In a disk-less client configuration client nodes do not know anything about them selves, so how do the client nodes run and know what to do? Let us look at an example where a new node is being booted in a Beowulf cluster. When the power is turned on, client node boots from either a floppy disk or EPROM on the Ethernet card and broadcasts a RARP (Reverse Address Resolution Protocol) request asking for its IP address or "Who am I ?". The server replies with the IP address or "Your name is node64 and your address is 10.0.0.64." The new client continues booting, configures its Ethernet interface, and then mounts NFS file system using the paths provided by the server. The root file system can be mounted on a RAM disk but in most cases it also is mounted as an NFS file system. One of the last things the client node does during its boot procedure is that it tells the server node that it is ready to do work. The server node records this information and can use the new client node to do computations. From now on the client node is controlled by the server and does what is told to.

Fully local install

The other extreme is to have everything stored on each client. With this configuration you will have have to install operating system and all the software on each of the client. The advantage of this setup is no NFS traffic and the disadvantage is a very complicated installation and maintenance.

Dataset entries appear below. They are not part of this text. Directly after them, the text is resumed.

//! Tests for the terminal shell: key routing, scrolling and drawing.

use crate::layout::ScrollSlot;
use crate::state::{FocusPane, InputMode};
use crate::test_harness::DashboardHarness;
use crossterm::event::{KeyCode, KeyModifiers};

// ===== Quitting =====

#[test]
fn q_quits() {
    let mut app = DashboardHarness::demo();
    assert!(app.send_key(KeyCode::Char('q')));
    assert!(!app.is_running());
}

#[test]
fn ctrl_c_quits_even_while_typing() {
    let mut app = DashboardHarness::demo();
    app.send_key(KeyCode::Char('i'));
    assert!(app.send_key_with_mods(KeyCode::Char('c'), KeyModifiers::CONTROL));
}

#[test]
fn q_is_text_while_composing() {
    let mut app = DashboardHarness::demo();
    app.send_key(KeyCode::Char('i'));
    app.type_text("q");
    assert!(app.is_running());
    assert_eq!(app.state().controller().draft(), "q");
}

// ===== Focus =====

#[test]
fn tab_and_backtab_cycle_focus() {
    let mut app = DashboardHarness::demo();
    assert_eq!(app.state().focus, FocusPane::Feed);

    app.send_key(KeyCode::Tab);
    assert_eq!(app.state().focus, FocusPane::Stories);

    app.send_key_with_mods(KeyCode::BackTab, KeyModifiers::SHIFT);
    assert_eq!(app.state().focus, FocusPane::Feed);
}

#[test]
fn number_keys_jump_to_widgets() {
    let mut app = DashboardHarness::demo();
    for (key, pane) in [
        ('0', FocusPane::Sidebar),
        ('2', FocusPane::Stories),
        ('3', FocusPane::Groups),
        ('4', FocusPane::Contacts),
        ('1', FocusPane::Feed),
    ] {
        app.send_key(KeyCode::Char(key));
        assert_eq!(app.state().focus, pane);
    }
}

// ===== Feed interactions =====

#[test]
fn l_likes_selected_post_and_updates_stats_line() {
    let mut app = DashboardHarness::demo();
    app.send_key(KeyCode::Char('l'));

    let screen = app.render_to_string();
    assert!(screen.contains("126 Likes  18 Comments  7 Shares"));
    assert!(screen.contains("You liked Julia Fillory's post (126 likes)"));
}

#[test]
fn enter_on_second_post_likes_it() {
    let mut app = DashboardHarness::demo();
    app.send_keys(&[KeyCode::Char('j'), KeyCode::Enter]);
    assert_eq!(app.state().controller().posts()[1].stats().likes, 231);
}

#[test]
fn enter_on_story_marks_it_viewed() {
    let mut app = DashboardHarness::demo();
    app.send_keys(&[KeyCode::Char('2'), KeyCode::Enter]);

    assert!(app.state().controller().stories()[0].is_viewed());
    assert!(app.render_to_string().contains("Viewing Laura Croft's story"));
}

#[test]
fn enter_on_group_requests_to_join() {
    let mut app = DashboardHarness::demo();
    app.send_keys(&[KeyCode::Char('3'), KeyCode::Char('j'), KeyCode::Enter]);
    assert!(app
        .render_to_string()
        .contains("Asked to join Dexter Morgan Fans"));
}

#[test]
fn enter_on_contact_clears_unread() {
    let mut app = DashboardHarness::demo();
    app.send_keys(&[KeyCode::Char('4'), KeyCode::Enter]);

    assert_eq!(
        app.state().controller().visible_contacts()[0].unread_count(),
        0
    );
    assert!(app
        .render_to_string()
        .contains("Opened chat with Alice Johnson"));
}

#[test]
fn esc_dismisses_latest_notice() {
    let mut app = DashboardHarness::demo();
    app.send_key(KeyCode::Char('l'));
    app.send_key(KeyCode::Esc);

    assert_eq!(app.state().notices().latest(), None);
    assert!(app.render_to_string().contains("Tab focus"));
}

// ===== Composer =====

#[test]
fn compose_and_submit_a_post() {
    let mut app = DashboardHarness::demo();
    app.send_key(KeyCode::Char('i'));
    app.type_text("Hello world");
    app.send_key(KeyCode::Enter);

    assert_eq!(app.state().input_mode, InputMode::Normal);
    assert_eq!(app.state().controller().draft(), "");
    assert!(app.render_to_string().contains("Posted: Hello world"));
}

#[test]
fn blank_submit_keeps_composer_open() {
    let mut app = DashboardHarness::demo();
    app.send_key(KeyCode::Char('i'));
    app.type_text("   ");
    app.send_key(KeyCode::Enter);

    assert!(matches!(app.state().input_mode, InputMode::EditingDraft(_)));
    assert_eq!(app.state().notices().latest(), None);

    app.send_key(KeyCode::Esc);
    assert_eq!(app.state().input_mode, InputMode::Normal);
    assert_eq!(app.state().controller().draft(), "   ");
}

#[test]
fn backspace_and_cursor_keys_edit_the_draft() {
    let mut app = DashboardHarness::demo();
    app.send_key(KeyCode::Char('i'));
    app.type_text("helo");
    app.send_key(KeyCode::Left);
    app.type_text("l");
    app.send_key(KeyCode::End);
    app.send_key(KeyCode::Backspace);

    assert_eq!(app.state().controller().draft(), "hell");
}

#[test]
fn composer_placeholder_uses_first_name() {
    let mut app = DashboardHarness::demo();
    assert!(app
        .render_to_string()
        .contains("What's on your mind, Olenna?"));
}

// ===== Contact filter =====

#[test]
fn slash_filters_contacts_while_typing() {
    let mut app = DashboardHarness::demo();
    app.send_key(KeyCode::Char('/'));
    app.type_text("ali");

    let screen = app.render_to_string();
    assert!(screen.contains("Alice Johnson"));
    assert!(!screen.contains("Bob Williams"));
    assert_eq!(app.state().controller().visible_contacts().len(), 1);
}

#[test]
fn enter_keeps_filter_and_esc_clears_it() {
    let mut app = DashboardHarness::demo();
    app.send_key(KeyCode::Char('/'));
    app.type_text("ali");
    app.send_key(KeyCode::Enter);

    assert_eq!(app.state().input_mode, InputMode::Normal);
    assert_eq!(app.state().controller().contact_filter(), "ali");

    app.send_key(KeyCode::Esc);
    assert_eq!(app.state().controller().contact_filter(), "");
    assert_eq!(app.state().controller().visible_contacts().len(), 6);
}

#[test]
fn unmatched_filter_shows_no_contacts_found() {
    let mut app = DashboardHarness::demo();
    app.send_key(KeyCode::Char('/'));
    app.type_text("zzz");
    assert!(app.render_to_string().contains("No contacts found."));
}

// ===== Sidebar =====

#[test]
fn sidebar_enter_changes_active_path() {
    let mut app = DashboardHarness::demo();
    app.send_keys(&[KeyCode::Char('0'), KeyCode::Char('j'), KeyCode::Enter]);
    assert_eq!(app.state().nav.active_path(), "/messenger");
    assert!(app.render_to_string().contains("▸ Messenger"));
}

#[test]
fn e_toggles_explore_section() {
    let mut app = DashboardHarness::demo();
    assert!(app.render_to_string().contains("See More..."));

    app.send_key(KeyCode::Char('e'));
    let screen = app.render_to_string();
    assert!(screen.contains("See Less"));
    assert!(screen.contains("Memories"));
}

// ===== Scrolling =====

#[test]
fn page_down_scrolls_only_the_main_column() {
    let mut app = DashboardHarness::demo_with_size(120, 20);
    app.render_to_string();
    app.send_key(KeyCode::PageDown);
    app.render_to_string();

    // 17 visible rows, half a page is 8.
    assert_eq!(app.state().scroll.offset(ScrollSlot::Main), 8);
    assert_eq!(app.state().scroll.offset(ScrollSlot::Rail), 0);
}

#[test]
fn page_up_never_goes_above_top() {
    let mut app = DashboardHarness::demo_with_size(120, 20);
    app.send_key(KeyCode::PageUp);
    app.render_to_string();
    assert_eq!(app.state().scroll.offset(ScrollSlot::Main), 0);
}

#[test]
fn jump_to_bottom_of_rail_is_clamped_to_content() {
    let mut app = DashboardHarness::demo_with_size(120, 20);
    app.send_key(KeyCode::Char('4'));
    app.send_key_with_mods(KeyCode::Char('G'), KeyModifiers::SHIFT);
    let screen = app.render_to_string();

    // 39 rail rows, 17 visible.
    assert_eq!(app.state().scroll.offset(ScrollSlot::Rail), 22);
    assert_eq!(app.state().scroll.offset(ScrollSlot::Main), 0);
    assert!(screen.contains("Fiona Gallagher"));
}

#[test]
fn focusing_contacts_scrolls_first_contact_into_view() {
    let mut app = DashboardHarness::demo_with_size(120, 20);
    app.send_key(KeyCode::Char('4'));
    let screen = app.render_to_string();

    // Alice's card occupies rail rows 27..29.
    assert_eq!(app.state().scroll.offset(ScrollSlot::Rail), 12);
    assert!(screen.contains("Alice Johnson"));
}

#[test]
fn g_returns_to_top() {
    let mut app = DashboardHarness::demo_with_size(120, 20);
    app.send_key_with_mods(KeyCode::Char('G'), KeyModifiers::SHIFT);
    app.render_to_string();
    assert!(app.state().scroll.offset(ScrollSlot::Main) > 0);

    app.send_key(KeyCode::Char('g'));
    app.render_to_string();
    assert_eq!(app.state().scroll.offset(ScrollSlot::Main), 0);
    assert_eq!(app.state().selection.feed, 0);
}

// ===== Resizing =====

#[test]
fn resize_to_tiny_terminal_still_draws_sidebar_on_top() {
    let mut app = DashboardHarness::demo();
    app.resize(50, 20);
    app.render_to_string();
    assert_eq!(app.cell(0, 0), "O");
    assert_eq!(app.cell(27, 5), "│");
}

#[test]
fn resize_back_restores_main_column() {
    let mut app = DashboardHarness::demo();
    app.resize(40, 10);
    app.render_to_string();
    app.resize(120, 40);
    assert!(app.render_to_string().contains("Create Post"));
}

Maintenance of such a configuration could be made easier with complex shell scripts and utilities such as rsync which could update all file system.

Standard NFS Configuration

The third choice is a half way mark between the disk-less client and fully local install configurations. In this setup clients have their own disks with the operating system and swap locally, and only mount /home and /usr/local off the server. This is the most commonly used configuration of beowulf clusters. There are a few methods of installing the operating system on the client nodes, and these will be described in more detail later.

Distributed File System.

Distributed File Systems are file system which exist on multiple nodes. There are many different types of Distributed File Systems, and some are being ported to Linux. Work in this area is still quite experimental, and therefore I shall not talk about it in detail. If you think that you might want to use a Distributed File System in your Beowulf, you could start by reading Implementation and Performance of a Parallel File System for Hight Performance Distributed Applications http://ece.clemson.edu/parl/pvfs/pvfshpdc.ps

4.2 Memory

Amount

Choosing the right amount of memory is one of the most important tasks during design of a Beowulf system. If you don't have enough memory to store the jobs you are going to run, you will loose performance of your system due to extensive swapping. Swapping is what you don't want to see! Every page which has to be read from the hard disk will cost you valuable execution time. Reading from hard disk is much, much slower than from RAM. I have seen huge jobs running on one of our Sparc servers, where they were taking 99.5% of the wall clock time to swap pages in and out from the hard drive, and only 0.5% for actual calculations. Ideally you don't want to swap at all, but you should reserve some swap space just in case you need to run something bigger than planned.

Speed

Speed of your memory is also very important. If you choose a fast CPU running on a fast bus, it will be more than likely that memory will be the bottle neck within the nodes. I recommend using something like 16ns SDRAM.

4.3 CPU

Type

A choice of CPU should be made from two families: Intel x86 compatible and DEC Alpha systems. Other CPUs are supported by Linux, but I don't know of any Beowulf systems using architecture other than Intel or Alpha. In general, Intel based systems are considered as comodity systems because there are multiple sources (Intel, AMD, Cyrix) and obviously ubiquitous. DEC Alpha on the other hand, is a clear performance winner, but does represent a single source part, and therefore can be a bit hard to find at a good price.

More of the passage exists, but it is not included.